Saved data entries:
※
//! # Rayon Batch Parallelism
//!
//! Batch-level wrappers; vocab and segmentor are shared read-only
//! across rayon tasks.

mod rayon_decoder;
mod rayon_encoder;

#[doc(inline)]
pub use rayon_decoder::ParallelRayonDecoder;
#[doc(inline)]
pub use rayon_encoder::ParallelRayonEncoder;
//! # Dictionary ``{ T -> Vec<u8> }`` Token Decoder

use crate::{
    decoders::token_decoder::TokenDecoder,
    types::TokenType,
    vocab::{SpecialTokens, TokenSpanMap, UnifiedVocab},
};

/// A token dictionary [`TokenDecoder<T>`].
#[derive(Debug, Clone)]
pub struct DictionaryDecoder<T: TokenType> {
    /// Token to bytes mapping; special tokens map to their names.
    pub token_spans: TokenSpanMap<T>,

    /// The special tokens.
    pub specials: SpecialTokens<T>,

    /// The bytes emitted for unknown tokens.
    pub unk_span: Vec<u8>,
}

impl<T: TokenType> DictionaryDecoder<T> {
    /// Build a [`DictionaryDecoder`] from a [`UnifiedVocab`].
    pub fn from_vocab(vocab: &UnifiedVocab<T>) -> Self {
        Self::init(vocab.token_spans().clone(), vocab.specials().clone())
    }

    /// Creates a new Decoder.
    ///
    /// ## Arguments
    /// * `token_spans` - The token to bytes mapping.
    /// * `specials` - The special tokens.
    pub fn init(
        token_spans: TokenSpanMap<T>,
        specials: SpecialTokens<T>,
    ) -> Self {
        let unk = specials.unk();
        let unk_span = token_spans
            .get(&unk)
            .cloned()
            .or_else(|| specials.lookup_name(unk).map(|name| name.as_bytes().to_vec()))
            .unwrap_or_default();

        Self {
            token_spans,
            specials,
            unk_span,
        }
    }
}

impl<T: TokenType> TokenDecoder<T> for DictionaryDecoder<T> {
    #[cfg_attr(feature = "tracing", tracing::instrument(skip(self, tokens, buf)))]
    fn decode_append_bytes(
        &self,
        tokens: &[T],
        skip_special_tokens: bool,
        buf: &mut Vec<u8>,
    ) {
        for &t in tokens {
            if skip_special_tokens && self.specials.contains_token(t) {
                continue;
            }
            match self.token_spans.get(&t) {
                Some(span) => buf.extend_from_slice(span),
                None => buf.extend_from_slice(&self.unk_span),
            }
        }
    }
}

#[cfg(test)]
mod tests {
    use super::*;
    use crate::{
        support::traits::static_is_send_sync_check,
        vocab::{MergeRule, MergeTable},
    };

    fn hello_decoder() -> DictionaryDecoder<u32> {
        let vocab = UnifiedVocab::<u32>::init(
            Default::default(),
            Default::default(),
            MergeTable::from_rules([MergeRule::new((108, 105), 260)]).unwrap(),
        )
        .unwrap();
        DictionaryDecoder::from_vocab(&vocab)
    }

    #[test]
    fn test_decode() {
        let decoder = hello_decoder();
        static_is_send_sync_check(&decoder);

        assert_eq!(decoder.decode_to_string([260, 112, 112, 115], true), "hello");
        assert_eq!(decoder.decode_to_string([] as [u32; 0], true), "");
    }

    #[test]
    fn test_special_tokens() {
        let decoder = hello_decoder();
        let tokens = [2, 260, 112, 112, 115, 3, 0];

        assert_eq!(decoder.decode_to_string(tokens, true), "hello");
        assert_eq!(
            decoder.decode_to_string(tokens, false),
            "<BOS>hello<EOS><PAD>"
        );
    }

    #[test]
    fn test_unknown_tokens() {
        let decoder = hello_decoder();

        // Unknown ids decode as <UNK>, even when skipping specials.
        assert_eq!(decoder.decode_to_string([260, 9999], true), "he<UNK>");
        assert_eq!(decoder.decode_to_string([1, 260], true), "he");
    }

    #[test]
    fn test_invalid_utf8() {
        let decoder = hello_decoder();

        // "é" = [0xC3, 0xA9]; truncated and reordered.
        let c3 = 0xC3 + 4;
        let a9 = 0xA9 + 4;
        assert_eq!(decoder.decode_to_string([c3, a9], true), "é");
        assert_eq!(decoder.decode_to_string([c3], true), "\u{FFFD}");
        assert_eq!(decoder.decode_to_string([a9, c3], true), "\u{FFFD}\u{FFFD}");

        assert_eq!(decoder.decode_to_bytes([c3], true), vec![0xC3]);
    }

    #[test]
    fn test_batch() {
        let decoder = hello_decoder();
        let batch = vec![vec![260], vec![112, 112]];
        assert_eq!(
            decoder.decode_batch_to_strings(&batch, true),
            vec!["he".to_string(), "ll".to_string()]
        );
    }
}
//! # Parallel Encoder

use core::marker::PhantomData;

use crate::{
    encoders::TokenEncoder,
    segmentation::TextSegmentor,
    types::TokenType,
    vocab::UnifiedVocab,
};

/// Batch-Level Parallel Encoder Wrapper.
///
/// Enables ``rayon`` encoding of batches.
#[derive(Clone)]
pub struct ParallelRayonEncoder<T: TokenType, D: TokenEncoder<T>> {
    /// Inner encoder.
    pub inner: D,

    _marker: PhantomData<T>,
}

impl<T, D> ParallelRayonEncoder<T, D>
where
    T: TokenType,
    D: TokenEncoder<T>,
{
    /// Create a new parallel encoder.
    ///
    /// ## Arguments
    /// * `inner` - The token encoder to wrap.
    pub fn new(inner: D) -> Self {
        Self {
            inner,
            _marker: PhantomData,
        }
    }
}

impl<T, D> TokenEncoder<T> for ParallelRayonEncoder<T, D>
where
    T: TokenType,
    D: TokenEncoder<T>,
{
    fn vocab(&self) -> &UnifiedVocab<T> {
        self.inner.vocab()
    }

    fn segmentor(&self) -> &TextSegmentor {
        self.inner.segmentor()
    }

    fn encode_append_chunk(
        &self,
        chunk: &[u8],
        tokens: &mut Vec<T>,
    ) {
        self.inner.encode_append_chunk(chunk, tokens)
    }

    fn encode_batch<S: AsRef<str> + Sync>(
        &self,
        batch: &[S],
        add_special_tokens: bool,
    ) -> Vec<Vec<T>> {
        use rayon::prelude::*;

        batch
            .par_iter()
            .map(|text| self.inner.encode(text, add_special_tokens))
            .collect()
    }
}

#[cfg(test)]
mod tests {
    use super::*;
    use crate::encoders::{
        DefaultTokenEncoder,
        testing::{common_encoder_test_vocab, common_encoder_tests},
    };

    fn test_encoder<T: TokenType>() {
        let vocab = common_encoder_test_vocab::<T>();

        let encoder = DefaultTokenEncoder::<T>::init(vocab.clone()).unwrap();
        let encoder = ParallelRayonEncoder::new(encoder);

        assert_eq!(
            encoder.segmentor().chunk_regex().as_str(),
            vocab.segmentation().pattern().as_str()
        );
        assert_eq!(encoder.specials(), encoder.inner.specials());

        common_encoder_tests(vocab, &encoder)
    }

    #[test]
    fn test_encoder_u16() {
        test_encoder::<u16>();
    }

    #[test]
    fn test_encoder_u32() {
        test_encoder::<u32>();
    }
}
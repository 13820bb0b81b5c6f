//! Ready-made stage pairs, selectable by name from the command line.
//!
//! * `flat`: 2D rotation and translation in pixel space, colored by texture 0.
//! * `perspective`: 3D model through a clip space matrix with diffuse lighting, depth tested and
//!   back-face culled.

use std::f32::consts::FRAC_PI_3;

use na::{vector, Matrix4, Vector3};
use nalgebra as na;

use super::mesh::{Mesh, OBJ_ATTR_DIM};
use super::shader::{Culling, FragmentShader, Projection, Renderer, RendererConfig, VertexShader};
use super::texture::Texture;
use super::util::{angle_axis_rotation, isometry, perspective, rotation_2d, to_hom_point};
use super::Target;
use crate::error::{Error, Result};

/// Lower bound on diffuse intensity, so faces turned away from the light stay visible.
pub const AMBIENT: f32 = 0.3;

/// Rotates `(x, y)` by `unif[0]` degrees counter-clockwise, then translates by
/// `(unif[1], unif[2])`. Texture coordinates `attr[2..4]` pass through.
#[derive(Debug, Clone, Copy, Default)]
pub struct Rotate2d;

impl VertexShader for Rotate2d {
    fn transform(&self, unif: &[f32], attr: &[f32], vary: &mut [f32]) {
        let rotated = rotation_2d(unif[0].to_radians()) * vector![attr[0], attr[1]];
        vary[0] = rotated.x + unif[1];
        vary[1] = rotated.y + unif[2];
        vary[2] = attr[2];
        vary[3] = attr[3];
    }
}

/// Texture 0 sampled at `(vary[2], vary[3])`.
#[derive(Debug, Clone, Copy, Default)]
pub struct TextureColor;

impl FragmentShader for TextureColor {
    fn color(&self, _: &[f32], tex: &[&Texture], vary: &[f32]) -> Vector3<f32> {
        return tex[0].sample(vary[2], vary[3]);
    }
}

/// Multiplies the position by the column-major matrix `unif[0..16]`. Texture coordinates and
/// the normal pass through in model space.
#[derive(Debug, Clone, Copy, Default)]
pub struct Perspective3d;

impl VertexShader for Perspective3d {
    fn transform(&self, unif: &[f32], attr: &[f32], vary: &mut [f32]) {
        let clip_from_model = Matrix4::from_column_slice(&unif[..16]);
        let clip = clip_from_model * to_hom_point(vector![attr[0], attr[1], attr[2]]);
        vary[..4].copy_from_slice(clip.as_slice());
        vary[4..9].copy_from_slice(&attr[3..8]);
    }
}

/// Texture 0 at `(vary[4], vary[5])`, scaled by the diffuse intensity of the normal
/// `vary[6..9]` towards the model space light direction `unif[16..19]`.
#[derive(Debug, Clone, Copy, Default)]
pub struct DiffuseTextured;

impl FragmentShader for DiffuseTextured {
    fn color(&self, unif: &[f32], tex: &[&Texture], vary: &[f32]) -> Vector3<f32> {
        let light = vector![unif[16], unif[17], unif[18]];
        let normal = vector![vary[6], vary[7], vary[8]];
        // Interpolated normals can cancel out; such fragments only get the ambient term.
        let intensity = match (normal.try_normalize(f32::EPSILON), light.try_normalize(f32::EPSILON)) {
            (Some(n), Some(l)) => n.dot(&l).max(AMBIENT),
            _ => AMBIENT,
        };
        return tex[0].sample(vary[4], vary[5]) * intensity;
    }
}

/// One of the built-in renderers.
#[derive(Debug, Clone)]
pub enum Pipeline {
    Flat(Renderer<Rotate2d, TextureColor>),
    Perspective(Renderer<Perspective3d, DiffuseTextured>),
}

impl Pipeline {
    pub const NAMES: [&'static str; 2] = ["flat", "perspective"];

    pub fn flat() -> Result<Self> {
        let config = RendererConfig::new(4, 4, 3, 1);
        return Ok(Pipeline::Flat(Renderer::new(config, Rotate2d, TextureColor)?));
    }

    pub fn perspective() -> Result<Self> {
        let config = RendererConfig::new(OBJ_ATTR_DIM, 9, 19, 1)
            .with_projection(Projection::Clip)
            .with_culling(Culling::Back);
        return Ok(Pipeline::Perspective(Renderer::new(config, Perspective3d, DiffuseTextured)?));
    }

    pub fn by_name(name: &str) -> Result<Self> {
        return match name {
            "flat" => Self::flat(),
            "perspective" => Self::perspective(),
            _ => Err(Error::UnknownPipeline(name.to_string())),
        };
    }

    pub fn name(&self) -> &'static str {
        return match self {
            Pipeline::Flat(_) => "flat",
            Pipeline::Perspective(_) => "perspective",
        };
    }

    pub fn config(&self) -> &RendererConfig {
        return match self {
            Pipeline::Flat(renderer) => renderer.config(),
            Pipeline::Perspective(renderer) => renderer.config(),
        };
    }

    /// Uniforms showing a model turned by `angle` degrees on a `width` x `height` target. The flat
    /// pipeline spins around the target center; the perspective one turns the model about the
    /// vertical axis in front of the camera, lit from above and behind the viewer.
    pub fn uniforms(&self, angle: f32, width: u32, height: u32) -> Vec<f32> {
        let (width, height) = (width as f32, height as f32);
        return match self {
            Pipeline::Flat(_) => vec![angle, width / 2.0, height / 2.0],
            Pipeline::Perspective(_) => {
                let rotation = angle_axis_rotation(angle.to_radians(), Vector3::y());
                let view_from_model = isometry(rotation, vector![0.0, 0.0, -3.0]);
                let clip_from_model = perspective(FRAC_PI_3, width / height, 0.1, 100.0) * view_from_model;
                let toward_light: Vector3<f32> = vector![0.0, 0.5, 1.0];
                // Normals stay in model space, so the light is turned back into it.
                let light = rotation.transpose() * toward_light.normalize();
                let mut unif = clip_from_model.as_slice().to_vec();
                unif.extend_from_slice(light.as_slice());
                unif
            }
        };
    }

    /// Renders `mesh` with this pipeline's stages.
    pub fn render<T: Target + ?Sized>(&self, mesh: &Mesh, unif: &[f32], tex: &[&Texture], target: &mut T) -> Result<()> {
        return match self {
            Pipeline::Flat(renderer) => mesh.render(renderer, unif, tex, target),
            Pipeline::Perspective(renderer) => mesh.render(renderer, unif, tex, target),
        };
    }
}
※
### [Aim of the task]
From the first line of the records above to the line that contains "pub use rayon_encoder::ParallelRayonEncoder;", quote each line exactly.

### [Output of the task]
//! # Rayon Batch Parallelism
//!
//! Batch-level wrappers; vocab and segmentor are shared read-only
//! across rayon tasks.

mod rayon_decoder;
mod rayon_encoder;

#[doc(inline)]
pub use rayon_decoder::ParallelRayonDecoder;
#[doc(inline)]
pub use rayon_encoder::ParallelRayonEncoder;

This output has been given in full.